WHAT THE EXERCISE ASKS:
Scan the records for "push". Show the matching lines.
--
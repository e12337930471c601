use super::handlers;
use super::types::{AppState, Request};
use crate::ipc::error::err;

pub fn handle_request(state: &mut AppState, req: Request) -> serde_json::Value {
    if let Some(resp) = handlers::core::try_handle(state, &req) {
        return resp;
    }
    if let Some(resp) = handlers::institutions::try_handle(state, &req) {
        return resp;
    }
    if let Some(resp) = handlers::years::try_handle(state, &req) {
        return resp;
    }
    if let Some(resp) = handlers::classes::try_handle(state, &req) {
        return resp;
    }
    if let Some(resp) = handlers::subjects::try_handle(state, &req) {
        return resp;
    }
    if let Some(resp) = handlers::students::try_handle(state, &req) {
        return resp;
    }
    if let Some(resp) = handlers::scores::try_handle(state, &req) {
        return resp;
    }
    if let Some(resp) = handlers::attendance::try_handle(state, &req) {
        return resp;
    }
    if let Some(resp) = handlers::payments::try_handle(state, &req) {
        return resp;
    }
    if let Some(resp) = handlers::reports::try_handle(state, &req) {
        return resp;
    }

    err(
        &req.id,
        "not_implemented",
        format!("unknown method: {}", req.method),
        None,
    )
}
use crate::ipc::error::{err, ok};
use crate::ipc::types::{AppState, Request};
use rusqlite::{params_from_iter, types::Value, OptionalExtension};
use serde_json::json;
use uuid::Uuid;

// Configuration bounds enforced at write time so aggregation never sees a
// bad subject row: coefficient >= 0, pass mark on the 0-100 scale, intra
// weight inside [0,1].

fn check_coefficient(id: &str, v: f64) -> Result<(), serde_json::Value> {
    if !v.is_finite() || v < 0.0 {
        return Err(err(
            id,
            "config_invalid",
            format!("coefficient {} must be >= 0", v),
            None,
        ));
    }
    Ok(())
}

fn check_pass_mark(id: &str, v: f64) -> Result<(), serde_json::Value> {
    if !v.is_finite() || !(0.0..=100.0).contains(&v) {
        return Err(err(
            id,
            "config_invalid",
            format!("passMark {} outside [0,100]", v),
            None,
        ));
    }
    Ok(())
}

fn check_intra_weight(id: &str, v: f64) -> Result<(), serde_json::Value> {
    if !v.is_finite() || !(0.0..=1.0).contains(&v) {
        return Err(err(
            id,
            "config_invalid",
            format!("intraWeight {} outside [0,1]", v),
            None,
        ));
    }
    Ok(())
}

fn handle_subjects_create(state: &mut AppState, req: &Request) -> serde_json::Value {
    let Some(conn) = state.db.as_ref() else {
        return err(&req.id, "no_workspace", "select a workspace first", None);
    };

    let class_group_id = match req.params.get("classGroupId").and_then(|v| v.as_str()) {
        Some(v) => v.to_string(),
        None => return err(&req.id, "bad_params", "missing classGroupId", None),
    };
    let name = match req.params.get("name").and_then(|v| v.as_str()) {
        Some(v) => v.trim().to_string(),
        None => return err(&req.id, "bad_params", "missing name", None),
    };
    if name.is_empty() {
        return err(&req.id, "bad_params", "name must not be empty", None);
    }

    let coefficient = match req.params.get("coefficient") {
        None => 1.0,
        Some(v) => match v.as_f64() {
            Some(c) => c,
            None => return err(&req.id, "bad_params", "coefficient must be a number", None),
        },
    };
    if let Err(e) = check_coefficient(&req.id, coefficient) {
        return e;
    }
    let pass_mark = match req.params.get("passMark") {
        None => 65.0,
        Some(v) => match v.as_f64() {
            Some(p) => p,
            None => return err(&req.id, "bad_params", "passMark must be a number", None),
        },
    };
    if let Err(e) = check_pass_mark(&req.id, pass_mark) {
        return e;
    }
    let intra_weight = match req.params.get("intraWeight") {
        None => 0.3,
        Some(v) => match v.as_f64() {
            Some(w) => w,
            None => return err(&req.id, "bad_params", "intraWeight must be a number", None),
        },
    };
    if let Err(e) = check_intra_weight(&req.id, intra_weight) {
        return e;
    }

    let class_exists: Option<i64> = match conn
        .query_row(
            "SELECT 1 FROM class_groups WHERE id = ?",
            [&class_group_id],
            |r| r.get(0),
        )
        .optional()
    {
        Ok(v) => v,
        Err(e) => return err(&req.id, "db_query_failed", e.to_string(), None),
    };
    if class_exists.is_none() {
        return err(&req.id, "not_found", "class group not found", None);
    }

    let sort_order: i64 = match conn.query_row(
        "SELECT COALESCE(MAX(sort_order), -1) + 1 FROM subjects WHERE class_group_id = ?",
        [&class_group_id],
        |r| r.get(0),
    ) {
        Ok(v) => v,
        Err(e) => return err(&req.id, "db_query_failed", e.to_string(), None),
    };

    let subject_id = Uuid::new_v4().to_string();
    if let Err(e) = conn.execute(
        "INSERT INTO subjects(id, class_group_id, name, coefficient, pass_mark, intra_weight, sort_order)
         VALUES(?, ?, ?, ?, ?, ?, ?)",
        (
            &subject_id,
            &class_group_id,
            &name,
            coefficient,
            pass_mark,
            intra_weight,
            sort_order,
        ),
    ) {
        return err(
            &req.id,
            "db_insert_failed",
            e.to_string(),
            Some(json!({ "table": "subjects" })),
        );
    }

    ok(&req.id, json!({ "subjectId": subject_id, "name": name }))
}

fn handle_subjects_list(state: &mut AppState, req: &Request) -> serde_json::Value {
    let Some(conn) = state.db.as_ref() else {
        return err(&req.id, "no_workspace", "select a workspace first", None);
    };

    let class_group_id = match req.params.get("classGroupId").and_then(|v| v.as_str()) {
        Some(v) => v.to_string(),
        None => return err(&req.id, "bad_params", "missing classGroupId", None),
    };

    let mut stmt = match conn.prepare(
        "SELECT id, name, coefficient, pass_mark, intra_weight, sort_order
         FROM subjects
         WHERE class_group_id = ?
         ORDER BY sort_order, name",
    ) {
        Ok(s) => s,
        Err(e) => return err(&req.id, "db_query_failed", e.to_string(), None),
    };

    let rows = stmt
        .query_map([&class_group_id], |row| {
            let id: String = row.get(0)?;
            let name: String = row.get(1)?;
            let coefficient: f64 = row.get(2)?;
            let pass_mark: f64 = row.get(3)?;
            let intra_weight: f64 = row.get(4)?;
            let sort_order: i64 = row.get(5)?;
            Ok(json!({
                "id": id,
                "name": name,
                "coefficient": coefficient,
                "passMark": pass_mark,
                "intraWeight": intra_weight,
                "sortOrder": sort_order
            }))
        })
        .and_then(|it| it.collect::<Result<Vec<_>, _>>());

    match rows {
        Ok(subjects) => ok(&req.id, json!({ "subjects": subjects })),
        Err(e) => err(&req.id, "db_query_failed", e.to_string(), None),
    }
}

fn handle_subjects_update(state: &mut AppState, req: &Request) -> serde_json::Value {
    let Some(conn) = state.db.as_ref() else {
        return err(&req.id, "no_workspace", "select a workspace first", None);
    };

    let subject_id = match req.params.get("subjectId").and_then(|v| v.as_str()) {
        Some(v) => v.to_string(),
        None => return err(&req.id, "bad_params", "missing subjectId", None),
    };
    let Some(patch) = req.params.get("patch").and_then(|v| v.as_object()) else {
        return err(&req.id, "bad_params", "missing/invalid patch", None);
    };

    let mut set_parts: Vec<String> = Vec::new();
    let mut bind_values: Vec<Value> = Vec::new();

    if let Some(v) = patch.get("name") {
        let Some(s) = v.as_str() else {
            return err(&req.id, "bad_params", "patch.name must be a string", None);
        };
        let s = s.trim().to_string();
        if s.is_empty() {
            return err(&req.id, "bad_params", "name must not be empty", None);
        }
        set_parts.push("name = ?".into());
        bind_values.push(Value::Text(s));
    }
    if let Some(v) = patch.get("coefficient") {
        let Some(c) = v.as_f64() else {
            return err(&req.id, "bad_params", "patch.coefficient must be a number", None);
        };
        if let Err(e) = check_coefficient(&req.id, c) {
            return e;
        }
        set_parts.push("coefficient = ?".into());
        bind_values.push(Value::Real(c));
    }
    if let Some(v) = patch.get("passMark") {
        let Some(p) = v.as_f64() else {
            return err(&req.id, "bad_params", "patch.passMark must be a number", None);
        };
        if let Err(e) = check_pass_mark(&req.id, p) {
            return e;
        }
        set_parts.push("pass_mark = ?".into());
        bind_values.push(Value::Real(p));
    }
    if let Some(v) = patch.get("intraWeight") {
        let Some(w) = v.as_f64() else {
            return err(&req.id, "bad_params", "patch.intraWeight must be a number", None);
        };
        if let Err(e) = check_intra_weight(&req.id, w) {
            return e;
        }
        set_parts.push("intra_weight = ?".into());
        bind_values.push(Value::Real(w));
    }
    if let Some(v) = patch.get("sortOrder") {
        let Some(o) = v.as_i64() else {
            return err(&req.id, "bad_params", "patch.sortOrder must be an integer", None);
        };
        set_parts.push("sort_order = ?".into());
        bind_values.push(Value::Integer(o));
    }

    if set_parts.is_empty() {
        return err(
            &req.id,
            "bad_params",
            "patch must include at least one field",
            None,
        );
    }

    let sql = format!("UPDATE subjects SET {} WHERE id = ?", set_parts.join(", "));
    bind_values.push(Value::Text(subject_id.clone()));

    let changed = match conn.execute(&sql, params_from_iter(bind_values)) {
        Ok(v) => v,
        Err(e) => {
            return err(
                &req.id,
                "db_update_failed",
                e.to_string(),
                Some(json!({ "table": "subjects" })),
            )
        }
    };
    if changed == 0 {
        return err(&req.id, "not_found", "subject not found", None);
    }

    ok(&req.id, json!({ "ok": true }))
}

fn handle_subjects_delete(state: &mut AppState, req: &Request) -> serde_json::Value {
    let Some(conn) = state.db.as_ref() else {
        return err(&req.id, "no_workspace", "select a workspace first", None);
    };

    let subject_id = match req.params.get("subjectId").and_then(|v| v.as_str()) {
        Some(v) => v.to_string(),
        None => return err(&req.id, "bad_params", "missing subjectId", None),
    };

    let exists: Option<i64> = match conn
        .query_row("SELECT 1 FROM subjects WHERE id = ?", [&subject_id], |r| {
            r.get(0)
        })
        .optional()
    {
        Ok(v) => v,
        Err(e) => return err(&req.id, "db_query_failed", e.to_string(), None),
    };
    if exists.is_none() {
        return err(&req.id, "not_found", "subject not found", None);
    }

    let tx = match conn.unchecked_transaction() {
        Ok(t) => t,
        Err(e) => return err(&req.id, "db_tx_failed", e.to_string(), None),
    };

    if let Err(e) = tx.execute(
        "DELETE FROM score_entries WHERE subject_id = ?",
        [&subject_id],
    ) {
        let _ = tx.rollback();
        return err(
            &req.id,
            "db_delete_failed",
            e.to_string(),
            Some(json!({ "table": "score_entries" })),
        );
    }
    if let Err(e) = tx.execute("DELETE FROM subjects WHERE id = ?", [&subject_id]) {
        let _ = tx.rollback();
        return err(
            &req.id,
            "db_delete_failed",
            e.to_string(),
            Some(json!({ "table": "subjects" })),
        );
    }

    if let Err(e) = tx.commit() {
        return err(&req.id, "db_commit_failed", e.to_string(), None);
    }

    ok(&req.id, json!({ "ok": true }))
}

pub fn try_handle(state: &mut AppState, req: &Request) -> Option<serde_json::Value> {
    match req.method.as_str() {
        "subjects.create" => Some(handle_subjects_create(state, req)),
        "subjects.list" => Some(handle_subjects_list(state, req)),
        "subjects.update" => Some(handle_subjects_update(state, req)),
        "subjects.delete" => Some(handle_subjects_delete(state, req)),
        _ => None,
    }
}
--
EXERCISE OUTPUT:
        set_parts.push("name = ?".into());
        bind_values.push(Value::Text(s));
        set_parts.push("coefficient = ?".into());
        bind_values.push(Value::Real(c));
        set_parts.push("pass_mark = ?".into());
        bind_values.push(Value::Real(p));
        set_parts.push("intra_weight = ?".into());
        bind_values.push(Value::Real(w));
        set_parts.push("sort_order = ?".into());
        bind_values.push(Value::Integer(o));
    bind_values.push(Value::Text(subject_id.clone()));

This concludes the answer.